▶ [TASK INSTRUCTIONS]: An exact copy of the entries is needed, with every line included.

"""

use std::sync::atomic::{AtomicU64, Ordering};
use std::sync::Arc;
use std::time::Duration;

use once_cell::sync::OnceCell;
use serde::Serialize;
use tracing_subscriber::EnvFilter;

static TRACING_INIT: OnceCell<()> = OnceCell::new();

/// Process-wide counters. Every increment is mirrored to the `metrics`
/// facade so an installed recorder sees the same numbers.
#[derive(Debug, Default)]
pub struct AppMetrics {
    requests_total: AtomicU64,
    bookings_confirmed_total: AtomicU64,
    payments_cancelled_total: AtomicU64,
    persistence_failures_total: AtomicU64,
    chat_replies_total: AtomicU64,
    fallback_replies_total: AtomicU64,
    alerts_generated_total: AtomicU64,
    total_latency_millis: AtomicU64,
}

#[derive(Debug, Clone, Serialize)]
pub struct MetricsSnapshot {
    pub requests_total: u64,
    pub bookings_confirmed_total: u64,
    pub payments_cancelled_total: u64,
    pub persistence_failures_total: u64,
    pub chat_replies_total: u64,
    pub fallback_replies_total: u64,
    pub alerts_generated_total: u64,
    pub avg_latency_millis: f64,
}

fn bump(counter: &AtomicU64, name: &'static str) {
    counter.fetch_add(1, Ordering::Relaxed);
    metrics::counter!(name).increment(1);
}

impl AppMetrics {
    pub fn shared() -> Arc<Self> {
        Arc::new(Self::default())
    }

    pub fn inc_request(&self) {
        bump(&self.requests_total, "skyserve_requests_total");
    }

    pub fn inc_booking_confirmed(&self) {
        bump(
            &self.bookings_confirmed_total,
            "skyserve_bookings_confirmed_total",
        );
    }

    pub fn inc_payment_cancelled(&self) {
        bump(
            &self.payments_cancelled_total,
            "skyserve_payments_cancelled_total",
        );
    }

    pub fn inc_persistence_failure(&self) {
        bump(
            &self.persistence_failures_total,
            "skyserve_persistence_failures_total",
        );
    }

    pub fn inc_chat_reply(&self, fallback: bool) {
        bump(&self.chat_replies_total, "skyserve_chat_replies_total");
        if fallback {
            bump(
                &self.fallback_replies_total,
                "skyserve_fallback_replies_total",
            );
        }
    }

    pub fn inc_alert_generated(&self) {
        bump(
            &self.alerts_generated_total,
            "skyserve_alerts_generated_total",
        );
    }

    pub fn observe_latency(&self, duration: Duration) {
        self.total_latency_millis
            .fetch_add(duration.as_millis() as u64, Ordering::Relaxed);
        metrics::histogram!("skyserve_request_latency_seconds").record(duration.as_secs_f64());
    }

    pub fn snapshot(&self) -> MetricsSnapshot {
        let requests = self.requests_total.load(Ordering::Relaxed);
        let latency = self.total_latency_millis.load(Ordering::Relaxed);

        MetricsSnapshot {
            requests_total: requests,
            bookings_confirmed_total: self.bookings_confirmed_total.load(Ordering::Relaxed),
            payments_cancelled_total: self.payments_cancelled_total.load(Ordering::Relaxed),
            persistence_failures_total: self.persistence_failures_total.load(Ordering::Relaxed),
            chat_replies_total: self.chat_replies_total.load(Ordering::Relaxed),
            fallback_replies_total: self.fallback_replies_total.load(Ordering::Relaxed),
            alerts_generated_total: self.alerts_generated_total.load(Ordering::Relaxed),
            avg_latency_millis: if requests == 0 {
                0.0
            } else {
                latency as f64 / requests as f64
            },
        }
    }
}

pub fn init_tracing(service_name: &str) {
    TRACING_INIT.get_or_init(|| {
        let filter = EnvFilter::try_from_default_env().unwrap_or_else(|_| {
            EnvFilter::new(format!(
                "{}=info,skyserve_api=info,skyserve_agents=info,skyserve_storage=info",
                service_name
            ))
        });

        tracing_subscriber::fmt()
            .json()
            .with_env_filter(filter)
            .with_current_span(true)
            .with_span_list(true)
            .init();
    });
}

"""

▶ [ANSWER]:
use std::sync::atomic::{AtomicU64, Ordering};
use std::sync::Arc;
use std::time::Duration;

use once_cell::sync::OnceCell;
use serde::Serialize;
use tracing_subscriber::EnvFilter;

static TRACING_INIT: OnceCell<()> = OnceCell::new();

/// Process-wide counters. Every increment is mirrored to the `metrics`
/// facade so an installed recorder sees the same numbers.
#[derive(Debug, Default)]
pub struct AppMetrics {
    requests_total: AtomicU64,
    bookings_confirmed_total: AtomicU64,
    payments_cancelled_total: AtomicU64,
    persistence_failures_total: AtomicU64,
    chat_replies_total: AtomicU64,
    fallback_replies_total: AtomicU64,
    alerts_generated_total: AtomicU64,
    total_latency_millis: AtomicU64,
}

#[derive(Debug, Clone, Serialize)]
pub struct MetricsSnapshot {
    pub requests_total: u64,
    pub bookings_confirmed_total: u64,
    pub payments_cancelled_total: u64,
    pub persistence_failures_total: u64,
    pub chat_replies_total: u64,
    pub fallback_replies_total: u64,
    pub alerts_generated_total: u64,
    pub avg_latency_millis: f64,
}

fn bump(counter: &AtomicU64, name: &'static str) {
    counter.fetch_add(1, Ordering::Relaxed);
    metrics::counter!(name).increment(1);
}

impl AppMetrics {
    pub fn shared() -> Arc<Self> {
        Arc::new(Self::default())
    }

    pub fn inc_request(&self) {
        bump(&self.requests_total, "skyserve_requests_total");
    }

    pub fn inc_booking_confirmed(&self) {
        bump(
            &self.bookings_confirmed_total,
            "skyserve_bookings_confirmed_total",
        );
    }

    pub fn inc_payment_cancelled(&self) {
        bump(
            &self.payments_cancelled_total,
            "skyserve_payments_cancelled_total",
        );
    }

    pub fn inc_persistence_failure(&self) {
        bump(
            &self.persistence_failures_total,
            "skyserve_persistence_failures_total",
        );
    }

    pub fn inc_chat_reply(&self, fallback: bool) {
        bump(&self.chat_replies_total, "skyserve_chat_replies_total");
        if fallback {
            bump(
                &self.fallback_replies_total,
                "skyserve_fallback_replies_total",
            );
        }
    }

    pub fn inc_alert_generated(&self) {
        bump(
            &self.alerts_generated_total,
            "skyserve_alerts_generated_total",
        );
    }

    pub fn observe_latency(&self, duration: Duration) {
        self.total_latency_millis
            .fetch_add(duration.as_millis() as u64, Ordering::Relaxed);
        metrics::histogram!("skyserve_request_latency_seconds").record(duration.as_secs_f64());
    }

    pub fn snapshot(&self) -> MetricsSnapshot {
        let requests = self.requests_total.load(Ordering::Relaxed);
        let latency = self.total_latency_millis.load(Ordering::Relaxed);

        MetricsSnapshot {
            requests_total: requests,
            bookings_confirmed_total: self.bookings_confirmed_total.load(Ordering::Relaxed),
            payments_cancelled_total: self.payments_cancelled_total.load(Ordering::Relaxed),
            persistence_failures_total: self.persistence_failures_total.load(Ordering::Relaxed),
            chat_replies_total: self.chat_replies_total.load(Ordering::Relaxed),
            fallback_replies_total: self.fallback_replies_total.load(Ordering::Relaxed),
            alerts_generated_total: self.alerts_generated_total.load(Ordering::Relaxed),
            avg_latency_millis: if requests == 0 {
                0.0
            } else {
                latency as f64 / requests as f64
            },
        }
    }
}

pub fn init_tracing(service_name: &str) {
    TRACING_INIT.get_or_init(|| {
        let filter = EnvFilter::try_from_default_env().unwrap_or_else(|_| {
            EnvFilter::new(format!(
                "{}=info,skyserve_api=info,skyserve_agents=info,skyserve_storage=info",
                service_name
            ))
        });

        tracing_subscriber::fmt()
            .json()
            .with_env_filter(filter)
            .with_current_span(true)
            .with_span_list(true)
            .init();
    });
}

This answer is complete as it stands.